**PROBLEM TO SOLVE:** All lines in the records below with the word "relevance" must be returned.

Recorded data:
==================================================

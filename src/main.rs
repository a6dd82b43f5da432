//! Pipeline runner, the binary entrypoint.
//! Loads config, wires the store and fixture collaborators, then runs the
//! pipeline once (or on `pipeline.run_every_secs`) and prints the summary.

use std::time::Duration;

use anyhow::Result;
use tracing_subscriber::{fmt, prelude::*, EnvFilter};

use market_event_impact::{
    context_from_config, forecast_subject, metrics::serve_prometheus, run_pipeline,
    run_until_shutdown, spawn_pipeline_scheduler, PipelineConfig, RunOptions,
};

/// Compact logs by default, JSON lines with `LOG_FORMAT=json`.
fn init_tracing() {
    let filter = EnvFilter::try_from_default_env()
        .unwrap_or_else(|_| EnvFilter::new("market_event_impact=info,warn"));
    let json = std::env::var("LOG_FORMAT")
        .map(|v| v.eq_ignore_ascii_case("json"))
        .unwrap_or(false);

    let registry = tracing_subscriber::registry().with(filter);
    if json {
        registry.with(fmt::layer().json()).init();
    } else {
        registry.with(fmt::layer().compact()).init();
    }
}

#[tokio::main]
async fn main() -> Result<()> {
    // Load .env in local/dev; no-op when absent.
    let _ = dotenvy::dotenv();
    init_tracing();

    let cfg = PipelineConfig::load_default()?;
    if let Some(addr) = cfg.pipeline.metrics_addr.as_deref() {
        serve_prometheus(addr)?;
    }
    let every = cfg.pipeline.run_every_secs;
    let ctx = context_from_config(cfg)?;

    if let Some(secs) = every {
        tracing::info!(target: "pipeline", every_secs = secs, "starting interval scheduler");
        let handle = spawn_pipeline_scheduler(ctx, Duration::from_secs(secs));
        run_until_shutdown(handle, tokio::signal::ctrl_c()).await;
        return Ok(());
    }

    let opts = RunOptions::from_config(&ctx.config);
    let summary = run_pipeline(&ctx, opts).await?;
    println!("{}", serde_json::to_string_pretty(&summary)?);

    for subject in &ctx.config.subjects {
        let snap = forecast_subject(&ctx, subject, opts.now_ms).await?;
        println!("{}", serde_json::to_string_pretty(&snap)?);
    }
    Ok(())
}
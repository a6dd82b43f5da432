// src/pipeline/scheduler.rs
use std::future::Future;
use std::time::Duration;

use tokio::task::JoinHandle;

use crate::pipeline::{run_pipeline, PipelineContext, RunOptions};

/// Run the pipeline on a fixed interval with `force = false`; per-job
/// intervals still decide what actually executes. The first tick fires
/// immediately. Abort the handle to stop.
pub fn spawn_pipeline_scheduler(ctx: PipelineContext, every: Duration) -> JoinHandle<()> {
    tokio::spawn(async move {
        let mut ticker = tokio::time::interval(every.max(Duration::from_secs(1)));
        ticker.set_missed_tick_behavior(tokio::time::MissedTickBehavior::Delay);
        loop {
            ticker.tick().await;
            let opts = RunOptions::from_config(&ctx.config).forced(false);
            match run_pipeline(&ctx, opts).await {
                Ok(summary) => tracing::info!(
                    target: "pipeline",
                    success = summary.success,
                    failed = summary.failed,
                    skipped = summary.skipped,
                    "scheduled run tick"
                ),
                Err(e) => tracing::error!(target: "pipeline", error = %format!("{e:#}"), "scheduled run failed"),
            }
        }
    })
}

/// Wait on a scheduler until `shutdown` resolves, then abort it. Returns
/// early if the scheduler task ends on its own (panic or cancellation).
pub async fn run_until_shutdown<F>(mut handle: JoinHandle<()>, shutdown: F)
where
    F: Future,
{
    tokio::select! {
        _ = shutdown => {
            tracing::info!(target: "pipeline", "shutdown requested");
            handle.abort();
        }
        res = &mut handle => {
            if let Err(e) = res {
                tracing::error!(target: "pipeline", error = %e, "scheduler task ended");
            }
        }
    }
}
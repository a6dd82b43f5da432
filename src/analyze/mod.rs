// src/analyze/mod.rs
//! Deterministic analysis: classify events, then score them against a price series.

pub mod classify;
pub mod impact;
pub mod relevance;

pub use crate::analyze::classify::{
    classify, classify_event, Category, Classification, ClassifiedEvent, PlayerEventKind,
    Severity, SeverityTable,
};
pub use crate::analyze::impact::{Direction, ImpactRecord, ImpactScorer, Returns, ScoringTable};
pub use crate::analyze::relevance::RelevanceWeights;

use crate::ingest::types::{RawEvent, Subject};
use crate::series::PriceSeries;

/// Classify and score a batch of events for one subject. Events are
/// independent; output order follows input order.
pub fn score_events(
    scorer: &ImpactScorer,
    severity: &SeverityTable,
    subject: &Subject,
    events: &[RawEvent],
    series: &PriceSeries,
    now_ms: i64,
) -> Vec<ImpactRecord> {
    events
        .iter()
        .map(|ev| scorer.score(subject, &classify_event(ev, severity), series, now_ms))
        .collect()
}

==================================================

**RESULT:**
pub mod relevance;
pub use crate::analyze::relevance::RelevanceWeights;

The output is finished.